- Location of Bear within New Castle County
- Location: Bear, Delaware, U.S.
- Date: April 26, 2017; 9 years ago
- Attack type: Homicide by shooting
- Victim: Stephen J. Ballard, aged 32
- Perpetrator: Burgon Sealy, Jr.

= Killing of Stephen Ballard =

2017 homicide in Delaware

Corporal Stephen J. Ballard (January 28, 1985 – April 26, 2017) was a Delaware State Police Officer. On April 26, 2017, Ballard was shot and killed after approaching a suspicious vehicle at a Wawa in Bear, Delaware. A day later, the perpetrator, Burgon Sealy, Jr. was shot and killed after a standoff with police.

== Killing ==
Ballard was shot and killed on April 26, 2017 after he approached a suspicious vehicle in the parking lot of a Wawa gas-station in Bear, Delaware. After asking the driver and passenger in the car for identification, Ballard asked the passenger, Burgon Sealy Jr., to step out of the car. Sealy got into a struggle with Ballard, then began shooting at him. When Ballard, who was unable to draw his weapon in time, attempted to find cover from Sealy, Sealy pursued and continued to shoot, hitting Ballard multiple times in the upper body and continuing to shoot even after the officer fell to the ground.

=== Victim ===
Ballard was born in Bowie, Maryland on January 28, 1985. He graduated from Delaware State University in 2007 with a degree in Criminal Justice, after which he was recruited into the Delaware State Police academy. He graduated from the academy in 2009. At the time of his death Ballard had served eight years on the Delaware State Police.
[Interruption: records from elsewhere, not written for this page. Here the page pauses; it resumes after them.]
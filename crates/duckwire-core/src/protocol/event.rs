//! Inbound event classification.
//!
//! Everything the device sends back arrives as text frames on the same
//! duplex channel.  Most frames are the generic reply to the most recently
//! dispatched request (correlation is positional; the protocol carries no
//! request id).  A handful of prefixes mark out-of-band events that must be
//! routed around the request/reply queue:
//!
//! | Prefix     | Meaning                                             |
//! |------------|-----------------------------------------------------|
//! | `KEY_ACK:` | async confirmation of an ack-gated HID command      |
//! | `SD_LS:`   | one line of a multi-part SD directory listing       |
//! | `SD_CAT:`  | one block of a multi-part SD file read              |
//! | `SD_ACK:`  | flow-control ack for one SD write-stream chunk      |
//! | `SD_END:`  | end marker of a multi-part SD response              |
//!
//! Anything else is a [`DeviceEvent::Reply`].

use serde::{Deserialize, Serialize};

/// Result carried by an acknowledgement event.
///
/// The device reports `OK` on success and a short error token (for example
/// `ERROR`) on failure; the raw token is preserved so callers can surface it.
#[derive(Debug, Clone, PartialEq, Eq, Serialize, Deserialize)]
pub enum AckStatus {
    Ok,
    /// Device-reported failure, carrying the status text after the prefix.
    Error(String),
}

impl AckStatus {
    fn parse(raw: &str) -> Self {
        let token = raw.trim();
        if token == "OK" {
            AckStatus::Ok
        } else {
            AckStatus::Error(token.to_string())
        }
    }
}

/// One classified inbound frame.
#[derive(Debug, Clone, PartialEq, Eq)]
pub enum DeviceEvent {
    /// Generic reply, consumed positionally by the transport queue.
    Reply(String),
    /// Out-of-band confirmation of an ack-gated HID command.
    KeyAck(AckStatus),
    /// One line of an SD directory listing (without the marker).
    SdList(String),
    /// One block of an SD file read (without the marker).
    SdData(String),
    /// Flow-control ack for an SD write-stream chunk.
    SdAck(AckStatus),
    /// End of the current multi-part SD response.
    SdEnd,
}

impl DeviceEvent {
    /// Classifies one raw inbound frame.
    pub fn parse(raw: &str) -> DeviceEvent {
        if let Some(rest) = raw.strip_prefix("KEY_ACK:") {
            return DeviceEvent::KeyAck(AckStatus::parse(rest));
        }
        if let Some(rest) = raw.strip_prefix("SD_LS:") {
            return DeviceEvent::SdList(rest.to_string());
        }
        if let Some(rest) = raw.strip_prefix("SD_CAT:") {
            return DeviceEvent::SdData(rest.to_string());
        }
        if let Some(rest) = raw.strip_prefix("SD_ACK:") {
            return DeviceEvent::SdAck(AckStatus::parse(rest));
        }
        if raw.starts_with("SD_END:") {
            return DeviceEvent::SdEnd;
        }
        tracing::trace!(frame = raw, "generic reply");
        DeviceEvent::Reply(raw.to_string())
    }
}
//! AckCoordinator: FIFO pairing of senders with out-of-band acks.
//!
//! Ack-gated commands (`key_ack <op>` and SD write-stream chunks) are
//! confirmed by out-of-band events (`KEY_ACK:` / `SD_ACK:`) that arrive
//! outside the request/reply queue.  Ack events carry no id, so pairing is
//! strictly FIFO per stream: the oldest registered waiter gets the next
//! ack.  One coordinator instance exists per ack stream.
//!
//! Registration happens *before* the command is enqueued, so an ack that
//! races the enqueue still finds its waiter.  A waiter that times out
//! removes itself from the registry; if the ack arrived in the same
//! instant, the late result is delivered instead of the timeout.

use std::collections::VecDeque;
use std::sync::{Arc, Mutex};
use std::time::Duration;

use duckwire_core::protocol::event::AckStatus;
use duckwire_core::protocol::sequence::SequenceCounter;
use thiserror::Error;
use tokio::sync::oneshot;
use tracing::{debug, trace, warn};

/// Why an acknowledgement wait did not succeed.
#[derive(Debug, Clone, PartialEq, Eq, Error)]
pub enum AckError {
    /// No ack arrived within the deadline.
    #[error("no acknowledgement within {timeout:?}")]
    Timeout { timeout: Duration },

    /// The device acknowledged with a failure status.
    #[error("device reported failure: {0}")]
    Device(String),

    /// The wait was cancelled (disconnect or explicit stop).
    #[error("acknowledgement wait cancelled")]
    Cancelled,
}

struct Waiter {
    seq: u64,
    tx: oneshot::Sender<Result<(), AckError>>,
}

struct Registry {
    waiters: VecDeque<Waiter>,
    seq: SequenceCounter,
}

/// FIFO registry of pending acknowledgement waits for one ack stream.
///
/// Cheap to clone; clones share the registry.
#[derive(Clone)]
pub struct AckCoordinator {
    registry: Arc<Mutex<Registry>>,
}

impl Default for AckCoordinator {
    fn default() -> Self {
        Self::new()
    }
}

impl AckCoordinator {
    pub fn new() -> Self {
        Self {
            registry: Arc::new(Mutex::new(Registry {
                waiters: VecDeque::new(),
                seq: SequenceCounter::new(),
            })),
        }
    }

    /// Registers a waiter for the next unclaimed ack.  Call this before
    /// enqueueing the command it gates, then await the ticket.
    pub fn register(&self) -> AckTicket {
        let (tx, rx) = oneshot::channel();
        let seq = {
            let mut reg = self.lock();
            let seq = reg.seq.next();
            reg.waiters.push_back(Waiter { seq, tx });
            seq
        };
        trace!(seq, "ack waiter registered");
        AckTicket {
            seq,
            rx,
            coordinator: self.clone(),
        }
    }

    /// Convenience: register and wait in one call.
    pub async fn wait(&self, timeout: Duration) -> Result<(), AckError> {
        self.register().wait(timeout).await
    }

    /// Delivers one inbound ack to the oldest waiter.
    ///
    /// An ack with no waiter is logged and dropped; it cannot be paired
    /// with anything and must not poison a later wait.
    pub fn on_ack(&self, status: AckStatus) {
        let waiter = self.lock().waiters.pop_front();
        match waiter {
            Some(waiter) => {
                trace!(seq = waiter.seq, "ack delivered");
                let result = match status {
                    AckStatus::Ok => Ok(()),
                    AckStatus::Error(token) => Err(AckError::Device(token)),
                };
                // The waiter may already have timed out and dropped its rx.
                let _ = waiter.tx.send(result);
            }
            None => warn!(?status, "ack with no registered waiter"),
        }
    }

    /// Fails every pending wait with [`AckError::Cancelled`].  Used on
    /// disconnect and on explicit stop.
    pub fn cancel_all(&self) {
        let drained: Vec<Waiter> = self.lock().waiters.drain(..).collect();
        if !drained.is_empty() {
            debug!(count = drained.len(), "cancelling pending ack waits");
        }
        for waiter in drained {
            let _ = waiter.tx.send(Err(AckError::Cancelled));
        }
    }

    /// Number of waits currently registered.
    pub fn pending(&self) -> usize {
        self.lock().waiters.len()
    }

    fn remove(&self, seq: u64) -> bool {
        let mut reg = self.lock();
        let before = reg.waiters.len();
        reg.waiters.retain(|w| w.seq != seq);
        reg.waiters.len() != before
    }

    fn lock(&self) -> std::sync::MutexGuard<'_, Registry> {
        self.registry.lock().expect("ack registry lock poisoned")
    }
}

/// A registered wait for one acknowledgement.
pub struct AckTicket {
    seq: u64,
    rx: oneshot::Receiver<Result<(), AckError>>,
    coordinator: AckCoordinator,
}

impl AckTicket {
    /// Waits for the paired ack, up to `timeout`.
    ///
    /// On timeout the waiter removes itself from the registry so the next
    /// inbound ack pairs with the next waiter, not a dead one.  If the ack
    /// landed concurrently with the deadline the late result wins.
    pub async fn wait(mut self, timeout: Duration) -> Result<(), AckError> {
        match tokio::time::timeout(timeout, &mut self.rx).await {
            Ok(Ok(result)) => result,
            Ok(Err(_)) => Err(AckError::Cancelled),
            Err(_) => {
                if self.coordinator.remove(self.seq) {
                    warn!(seq = self.seq, ?timeout, "ack wait timed out");
                    Err(AckError::Timeout { timeout })
                } else {
                    // Already unregistered: the ack (or a cancellation)
                    // landed in the same instant as the deadline.
                    match self.rx.try_recv() {
                        Ok(result) => result,
                        Err(_) => Err(AckError::Cancelled),
                    }
                }
            }
        }
    }
}

// ───────────────────────────── Tests ─────────────────────────────

#[cfg(test)]
mod tests {
    use super::*;

    #[tokio::test]
    async fn test_ack_resolves_registered_wait() {
        let acks = AckCoordinator::new();
        let ticket = acks.register();
        acks.on_ack(AckStatus::Ok);
        assert_eq!(ticket.wait(Duration::from_secs(1)).await, Ok(()));
    }

    #[tokio::test]
    async fn test_register_and_wait_in_one_call() {
        let acks = AckCoordinator::new();
        let waiter = tokio::spawn({
            let acks = acks.clone();
            async move { acks.wait(Duration::from_secs(1)).await }
        });
        tokio::task::yield_now().await;
        assert_eq!(acks.pending(), 1);

        acks.on_ack(AckStatus::Ok);
        assert_eq!(waiter.await.unwrap(), Ok(()));
        assert_eq!(acks.pending(), 0);
    }

    #[tokio::test]
    async fn test_error_status_becomes_device_error() {
        let acks = AckCoordinator::new();
        let ticket = acks.register();
        acks.on_ack(AckStatus::Error("BUSY".into()));
        assert_eq!(
            ticket.wait(Duration::from_secs(1)).await,
            Err(AckError::Device("BUSY".into()))
        );
    }

    #[tokio::test]
    async fn test_acks_pair_in_fifo_order() {
        let acks = AckCoordinator::new();
        let first = acks.register();
        let second = acks.register();

        acks.on_ack(AckStatus::Error("FAIL".into()));
        acks.on_ack(AckStatus::Ok);

        assert_eq!(
            first.wait(Duration::from_secs(1)).await,
            Err(AckError::Device("FAIL".into()))
        );
        assert_eq!(second.wait(Duration::from_secs(1)).await, Ok(()));
    }

    #[tokio::test(start_paused = true)]
    async fn test_timeout_unregisters_only_the_expired_wait() {
        let acks = AckCoordinator::new();
        let stale = acks.register();
        let live = acks.register();

        let result = stale.wait(Duration::from_secs(10)).await;
        assert_eq!(
            result,
            Err(AckError::Timeout {
                timeout: Duration::from_secs(10)
            })
        );
        assert_eq!(acks.pending(), 1);

        // The next ack pairs with the surviving waiter.
        acks.on_ack(AckStatus::Ok);
        assert_eq!(live.wait(Duration::from_secs(1)).await, Ok(()));
    }

    #[tokio::test]
    async fn test_cancel_all_fails_every_pending_wait() {
        let acks = AckCoordinator::new();
        let a = acks.register();
        let b = acks.register();

        acks.cancel_all();
        assert_eq!(acks.pending(), 0);
        assert_eq!(
            a.wait(Duration::from_secs(1)).await,
            Err(AckError::Cancelled)
        );
        assert_eq!(
            b.wait(Duration::from_secs(1)).await,
            Err(AckError::Cancelled)
        );
    }

    #[tokio::test]
    async fn test_unclaimed_ack_is_dropped() {
        let acks = AckCoordinator::new();
        // No waiter registered: must not panic or queue anything.
        acks.on_ack(AckStatus::Ok);

        // A later wait is not satisfied by the stale ack.
        let ticket = acks.register();
        acks.on_ack(AckStatus::Error("LATE".into()));
        assert_eq!(
            ticket.wait(Duration::from_secs(1)).await,
            Err(AckError::Device("LATE".into()))
        );
    }

    #[tokio::test]
    async fn test_ack_before_wait_is_not_lost() {
        // Registration happens before enqueue, so an ack can land before
        // the caller starts awaiting.
        let acks = AckCoordinator::new();
        let ticket = acks.register();
        acks.on_ack(AckStatus::Ok);
        tokio::task::yield_now().await;
        assert_eq!(ticket.wait(Duration::from_millis(1)).await, Ok(()));
    }
}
==Perpetrator shot and killed ==

Law enforcement officers trailed the shooter, Burgon Sealy, Jr. (26), to his home on St. Michaels Drive in the Brick Mill Farm development of Middletown, Delaware. Sealy barricaded himself inside the house and a standoff with Delaware State Police and FBI agents ensued. In the early morning hours of April 27, 2017 authorities breached the house by using explosive charges to open windows and attempted to persuade Sealy to surrender. Sealy fired several rounds at police, then exited the house and was shot by police. He was pronounced dead at the scene.

== Reactions ==
The death of Ballard resulted in an outpouring of support for law enforcement in northern Delaware. Thousands of locals placed blue tape on their car's rear windows in a sign of appreciation towards police. Wawa donated 50,000 dollars to Ballard's family and set up donation drives at all of its Delaware locations. WSFS Bank and M&T Bank establishments in the area displayed signs of support for Ballard. DART First State offered free rides to the funeral events honoring Ballard.

On 5 May 2017 a large funeral honoring Ballard was held in Wilmington Delaware. The ceremony at the Chase Center was attended by hundreds of police officers from Delaware and other states. A funeral procession proceeded down Interstate 95 to New Castle, Delaware. Ballard was laid to rest in Gracelawn Memorial Cemetery.

===Discussion of death penalty reinstatement===
The shooting occurred shortly before Delaware legislators voted to postpone a vote on repealing the state's death penalty. Delaware Representative Steve Smyk, (Republican, District 20), a retired Delaware State Trooper, said he believed support for reinstating the death penalty had increased with this killings of Ballard and of Delaware prison guard Steven Floyd.

On May 9, 2017, Delaware House members voted to reinstate the death penalty citing Ballard's killing as one of the motivating reasons. However, the bill failed to get a committee hearing in the state Senate. In May 2019, Smyk introduced a similar bill.